# [REQUIRED ACTION]
If a line in the records below contains "struct", copy that line.

# [RECORD EXCERPTS]
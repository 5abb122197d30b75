// src/models.rs
use chrono::{DateTime, Utc};
use serde::{Deserialize, Serialize};
use std::fmt;
use std::str::FromStr;
use thiserror::Error;

/// Sentiment above this value stakes; anything at or below it unstakes.
pub const STAKE_THRESHOLD: f64 = 0.2;

/// Dividend, stake and balance figures for one (netuid, hotkey) pair.
///
/// A snapshot is either fully populated from the chain or carries an
/// `error_note` with every financial field zeroed.
#[derive(Debug, Clone, PartialEq, Serialize, Deserialize)]
pub struct DividendSnapshot {
    pub netuid: i32,
    pub hotkey: String,
    pub dividends: f64,
    pub stake: f64,
    pub balance: f64,
    pub is_registered: bool,
    #[serde(rename = "cached", default)]
    pub from_cache: bool,
    #[serde(rename = "error", default, skip_serializing_if = "Option::is_none")]
    pub error_note: Option<String>,
}

impl DividendSnapshot {
    pub fn fresh(netuid: i32, hotkey: &str, dividends: f64, stake: f64, balance: f64, is_registered: bool) -> Self {
        DividendSnapshot {
            netuid,
            hotkey: hotkey.to_string(),
            dividends: non_negative(dividends),
            stake: non_negative(stake),
            balance: non_negative(balance),
            is_registered,
            from_cache: false,
            error_note: None,
        }
    }

    pub fn unavailable(netuid: i32, hotkey: &str, note: impl Into<String>) -> Self {
        DividendSnapshot {
            netuid,
            hotkey: hotkey.to_string(),
            dividends: 0.0,
            stake: 0.0,
            balance: 0.0,
            is_registered: false,
            from_cache: false,
            error_note: Some(note.into()),
        }
    }

    pub fn is_degraded(&self) -> bool {
        self.error_note.is_some()
    }
}

/// Clamps chain figures into the non-negative range; NaN becomes zero.
pub fn non_negative(value: f64) -> f64 {
    if value.is_finite() {
        value.max(0.0)
    } else {
        0.0
    }
}

#[derive(Debug, Clone, Copy, PartialEq, Eq, Serialize, Deserialize)]
#[serde(rename_all = "UPPERCASE")]
pub enum TradeAction {
    Stake,
    Unstake,
}

impl TradeAction {
    pub fn decide(sentiment_score: f64) -> Self {
        if sentiment_score > STAKE_THRESHOLD {
            TradeAction::Stake
        } else {
            TradeAction::Unstake
        }
    }

    pub fn as_str(&self) -> &'static str {
        match self {
            TradeAction::Stake => "STAKE",
            TradeAction::Unstake => "UNSTAKE",
        }
    }
}

impl fmt::Display for TradeAction {
    fn fmt(&self, f: &mut fmt::Formatter) -> fmt::Result {
        write!(f, "{}", self.as_str())
    }
}

impl FromStr for TradeAction {
    type Err = String;

    fn from_str(s: &str) -> Result<Self, Self::Err> {
        match s.trim().to_ascii_uppercase().as_str() {
            "STAKE" => Ok(TradeAction::Stake),
            "UNSTAKE" => Ok(TradeAction::Unstake),
            other => Err(format!("unknown trade action: {}", other)),
        }
    }
}

/// Lifecycle of a sentiment task. Variants are declared in forward order.
#[derive(Debug, Clone, Copy, PartialEq, Eq, PartialOrd, Ord, Hash, Serialize, Deserialize)]
#[serde(rename_all = "SCREAMING_SNAKE_CASE")]
pub enum TaskStatus {
    Pending,
    Processing,
    AnalyzingSentiment,
    ConnectingBlockchain,
    Completed,
    Failed,
}

impl TaskStatus {
    pub fn as_str(&self) -> &'static str {
        match self {
            TaskStatus::Pending => "PENDING",
            TaskStatus::Processing => "PROCESSING",
            TaskStatus::AnalyzingSentiment => "ANALYZING_SENTIMENT",
            TaskStatus::ConnectingBlockchain => "CONNECTING_BLOCKCHAIN",
            TaskStatus::Completed => "COMPLETED",
            TaskStatus::Failed => "FAILED",
        }
    }

    pub fn is_terminal(&self) -> bool {
        matches!(self, TaskStatus::Completed | TaskStatus::Failed)
    }

    /// The single status that may follow this one on the success path.
    fn successor(&self) -> Option<TaskStatus> {
        match self {
            TaskStatus::Pending => Some(TaskStatus::Processing),
            TaskStatus::Processing => Some(TaskStatus::AnalyzingSentiment),
            TaskStatus::AnalyzingSentiment => Some(TaskStatus::ConnectingBlockchain),
            TaskStatus::ConnectingBlockchain => Some(TaskStatus::Completed),
            TaskStatus::Completed | TaskStatus::Failed => None,
        }
    }

    /// Forward by exactly one step, or to FAILED from any non-terminal status.
    pub fn can_advance_to(&self, next: TaskStatus) -> bool {
        if self.is_terminal() {
            return false;
        }
        next == TaskStatus::Failed || self.successor() == Some(next)
    }
}

impl fmt::Display for TaskStatus {
    fn fmt(&self, f: &mut fmt::Formatter) -> fmt::Result {
        write!(f, "{}", self.as_str())
    }
}

impl FromStr for TaskStatus {
    type Err = String;

    fn from_str(s: &str) -> Result<Self, Self::Err> {
        match s.trim().to_ascii_uppercase().as_str() {
            "PENDING" => Ok(TaskStatus::Pending),
            "PROCESSING" => Ok(TaskStatus::Processing),
            "ANALYZING_SENTIMENT" => Ok(TaskStatus::AnalyzingSentiment),
            "CONNECTING_BLOCKCHAIN" => Ok(TaskStatus::ConnectingBlockchain),
            "COMPLETED" => Ok(TaskStatus::Completed),
            "FAILED" => Ok(TaskStatus::Failed),
            other => Err(format!("unknown task status: {}", other)),
        }
    }
}

#[derive(Debug, Error, PartialEq)]
#[error("illegal task transition {from} -> {to}")]
pub struct TransitionError {
    pub from: TaskStatus,
    pub to: TaskStatus,
}

/// One sentiment-driven trade request as it moves through its lifecycle.
#[derive(Debug, Clone, PartialEq, Serialize, Deserialize)]
pub struct SentimentTask {
    pub task_id: String,
    pub netuid: i32,
    pub hotkey: String,
    pub amount: f64,
    pub sentiment_score: Option<f64>,
    pub action: Option<TradeAction>,
    pub status: TaskStatus,
    #[serde(rename = "error")]
    pub error_note: Option<String>,
    pub created_at: DateTime<Utc>,
    pub completed_at: Option<DateTime<Utc>>,
}

impl SentimentTask {
    pub fn new(netuid: i32, hotkey: &str, amount: f64) -> Self {
        SentimentTask {
            task_id: uuid::Uuid::new_v4().to_string(),
            netuid,
            hotkey: hotkey.to_string(),
            amount: non_negative(amount),
            sentiment_score: None,
            action: None,
            status: TaskStatus::Pending,
            error_note: None,
            created_at: Utc::now(),
            completed_at: None,
        }
    }

    pub fn advance(&mut self, next: TaskStatus) -> Result<(), TransitionError> {
        if !self.status.can_advance_to(next) {
            return Err(TransitionError { from: self.status, to: next });
        }
        self.status = next;
        if next.is_terminal() {
            self.completed_at = Some(Utc::now());
        }
        Ok(())
    }

    pub fn fail(&mut self, note: impl Into<String>) -> Result<(), TransitionError> {
        self.advance(TaskStatus::Failed)?;
        self.error_note = Some(note.into());
        Ok(())
    }
}

/// Outcome of a stake or unstake request. `success == false` is a normal
/// business result, not a fault.
#[derive(Debug, Clone, PartialEq, Serialize, Deserialize)]
pub struct ActionResult {
    pub success: bool,
    pub message: String,
    pub new_stake: Option<f64>,
    pub tx_ref: Option<String>,
}

impl ActionResult {
    pub fn succeeded(message: impl Into<String>, new_stake: Option<f64>, tx_ref: Option<String>) -> Self {
        ActionResult {
            success: true,
            message: message.into(),
            new_stake: new_stake.map(non_negative),
            tx_ref,
        }
    }

    pub fn failed(message: impl Into<String>) -> Self {
        ActionResult {
            success: false,
            message: message.into(),
            new_stake: None,
            tx_ref: None,
        }
    }
}

/// Append-only audit row for a served dividend query. `id` is assigned by
/// the store and is zero until persisted.
#[derive(Debug, Clone, PartialEq, Serialize, Deserialize)]
pub struct QueryHistoryRecord {
    pub id: i64,
    pub query_id: String,
    pub netuid: i32,
    pub hotkey: String,
    pub dividends: f64,
    pub stake: f64,
    pub balance: f64,
    pub cached: bool,
    pub created_at: DateTime<Utc>,
}

/// Durable view of a task, keyed by `task.task_id`.
#[derive(Debug, Clone, PartialEq, Serialize, Deserialize)]
pub struct TaskHistoryRecord {
    pub id: i64,
    #[serde(flatten)]
    pub task: SentimentTask,
}

/// Entry on the short-lived status board read by the task status endpoint.
#[derive(Debug, Clone, PartialEq, Serialize, Deserialize)]
pub struct LiveTaskStatus {
    pub task_id: String,
    pub status: TaskStatus,
    pub updated_at: DateTime<Utc>,
    #[serde(default, skip_serializing_if = "Option::is_none")]
    pub message: Option<String>,
}

#[derive(Debug, Serialize)]
pub struct DividendQueryResponse {
    #[serde(flatten)]
    pub snapshot: DividendSnapshot,
    pub stake_tx_triggered: bool,
    #[serde(skip_serializing_if = "Option::is_none")]
    pub task_id: Option<String>,
}

#[derive(Debug, Clone, PartialEq, Serialize)]
pub struct TaskResultPayload {
    pub netuid: i32,
    pub hotkey: String,
    pub amount: f64,
    pub sentiment_score: Option<f64>,
    pub action: Option<TradeAction>,
    pub error: Option<String>,
    pub completed_at: Option<DateTime<Utc>>,
}

impl From<&SentimentTask> for TaskResultPayload {
    fn from(task: &SentimentTask) -> Self {
        TaskResultPayload {
            netuid: task.netuid,
            hotkey: task.hotkey.clone(),
            amount: task.amount,
            sentiment_score: task.sentiment_score,
            action: task.action,
            error: task.error_note.clone(),
            completed_at: task.completed_at,
        }
    }
}

#[derive(Debug, Clone, PartialEq, Serialize)]
pub struct TaskStatusResponse {
    pub task_id: String,
    pub status: TaskStatus,
    #[serde(skip_serializing_if = "Option::is_none")]
    pub updated_at: Option<DateTime<Utc>>,
    #[serde(skip_serializing_if = "Option::is_none")]
    pub message: Option<String>,
    #[serde(skip_serializing_if = "Option::is_none")]
    pub result: Option<TaskResultPayload>,
}

#[cfg(test)]
mod tests {
    use super::*;

    #[test]
    fn test_decision_threshold_is_exclusive() {
        assert_eq!(TradeAction::decide(0.2), TradeAction::Unstake);
        assert_eq!(TradeAction::decide(0.2000001), TradeAction::Stake);
        assert_eq!(TradeAction::decide(-1.0), TradeAction::Unstake);
        assert_eq!(TradeAction::decide(1.0), TradeAction::Stake);
    }

    #[test]
    fn test_task_walks_forward_only() {
        let mut task = SentimentTask::new(18, "hk", 1.0);
        assert!(task.advance(TaskStatus::AnalyzingSentiment).is_err());
        task.advance(TaskStatus::Processing).unwrap();
        task.advance(TaskStatus::AnalyzingSentiment).unwrap();
        assert_eq!(
            task.advance(TaskStatus::Processing),
            Err(TransitionError { from: TaskStatus::AnalyzingSentiment, to: TaskStatus::Processing })
        );
        task.advance(TaskStatus::ConnectingBlockchain).unwrap();
        task.advance(TaskStatus::Completed).unwrap();
        assert!(task.completed_at.is_some());
        assert!(task.advance(TaskStatus::Failed).is_err());
    }

    #[test]
    fn test_failed_reachable_from_any_open_status() {
        for start in [
            TaskStatus::Pending,
            TaskStatus::Processing,
            TaskStatus::AnalyzingSentiment,
            TaskStatus::ConnectingBlockchain,
        ] {
            assert!(start.can_advance_to(TaskStatus::Failed), "{} -> FAILED", start);
        }
        assert!(!TaskStatus::Failed.can_advance_to(TaskStatus::Failed));
    }

    #[test]
    fn test_fail_sets_note() {
        let mut task = SentimentTask::new(1, "hk", 2.0);
        task.fail("Insufficient balance: 1 < 2").unwrap();
        assert_eq!(task.status, TaskStatus::Failed);
        assert_eq!(task.error_note.as_deref(), Some("Insufficient balance: 1 < 2"));
    }

    #[test]
    fn test_status_wire_names_round_trip() {
        let json = serde_json::to_string(&TaskStatus::AnalyzingSentiment).unwrap();
        assert_eq!(json, "\"ANALYZING_SENTIMENT\"");
        assert_eq!("connecting_blockchain".parse::<TaskStatus>(), Ok(TaskStatus::ConnectingBlockchain));
        assert!("DONE".parse::<TaskStatus>().is_err());
    }

    #[test]
    fn test_snapshot_serializes_cached_flag() {
        let mut snap = DividendSnapshot::fresh(18, "hk", 1.5, -3.0, 10.0, true);
        assert_eq!(snap.stake, 0.0);
        snap.from_cache = true;
        let value = serde_json::to_value(&snap).unwrap();
        assert_eq!(value["cached"], true);
        assert!(value.get("error").is_none());

        let degraded = DividendSnapshot::unavailable(18, "hk", "boom");
        assert!(degraded.is_degraded());
        assert_eq!(serde_json::to_value(&degraded).unwrap()["error"], "boom");
    }
}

# [RESPONSE AREA]
pub struct DividendSnapshot {
pub struct TransitionError {
pub struct SentimentTask {
pub struct ActionResult {
pub struct QueryHistoryRecord {
pub struct TaskHistoryRecord {
pub struct LiveTaskStatus {
pub struct DividendQueryResponse {
pub struct TaskResultPayload {
pub struct TaskStatusResponse {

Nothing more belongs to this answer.